╔══

//! `weft build`: generate, compile and package the configured system.
//!
//! Loads `weft.toml`, selects a target, builds the catalog design named by
//! `system.design` with that target's backend preset, and writes the package
//! into the target's output directory.

use weft_build::{BuildError, System};

use crate::pipeline::{render_diagnostics, Project};
use crate::{BuildArgs, GlobalArgs};

/// Runs the `weft build` command.
///
/// Returns exit code 0 when the package was written, 1 when any stage failed.
pub fn run(args: &BuildArgs, global: &GlobalArgs) -> Result<i32, Box<dyn std::error::Error>> {
    let project = Project::load(global, args.target.as_deref())?;
    let mut system = project.system()?;

    if !global.quiet {
        eprintln!("   Building {} v{}", system.name(), system.version());
        eprintln!(
            "    Target {} ({}, {})",
            project.target.name,
            project.target.backend,
            system.arbitration()
        );
        eprintln!("    Design {} ({})", project.design.name, project.design.top);
    }

    let result = run_stages(&mut system);
    let diagnostics = system.diagnostics();
    if !global.quiet || result.is_err() {
        render_diagnostics(&diagnostics, args.format, global.color);
    }

    if let Err((stage, e)) = result {
        eprintln!(
            "error: could not build `{}` ({stage} failed: {e})",
            system.name()
        );
        return Ok(1);
    }

    if !global.quiet {
        print_summary(&system, global.verbose);
    }
    Ok(0)
}

/// Runs the three stages, naming the one that failed.
fn run_stages(system: &mut System) -> Result<(), (&'static str, BuildError)> {
    system.generate().map_err(|e| ("generate", e))?;
    system.compile().map_err(|e| ("compile", e))?;
    system.package().map_err(|e| ("package", e))?;
    Ok(())
}

fn print_summary(system: &System, verbose: bool) {
    if let Some(compiled) = system.compiled() {
        eprintln!(
            "   Generated {} instances of {} modules",
            compiled.graph.instance_count(),
            compiled.graph.module_count()
        );
        eprintln!(
            "    Compiled {} builtin(s), {} host endpoint(s), fingerprint {}",
            compiled.services.builtins.len(),
            compiled.services.hosts.len(),
            compiled.fingerprint
        );
    }
    if let Some(report) = system.report() {
        eprintln!(
            "    Packaged {} files ({} bytes) into {}",
            report.files.len(),
            report.total_size(),
            report.output_dir.display()
        );
        if verbose {
            for file in &report.files {
                eprintln!("             {} ({} bytes, {})", file.path.display(), file.size, file.hash);
            }
        }
    }
    let warnings = system.sink().warning_count();
    if warnings > 0 {
        eprintln!("    Finished with {warnings} warning(s)");
    }
}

╚══

**Task goal:** Your answer must consist only of the lines from the start of the records above through the line with "target's output directory.", each retyped exactly.

**Answer space:**
//! `weft build`: generate, compile and package the configured system.
//!
//! Loads `weft.toml`, selects a target, builds the catalog design named by
//! `system.design` with that target's backend preset, and writes the package
//! into the target's output directory.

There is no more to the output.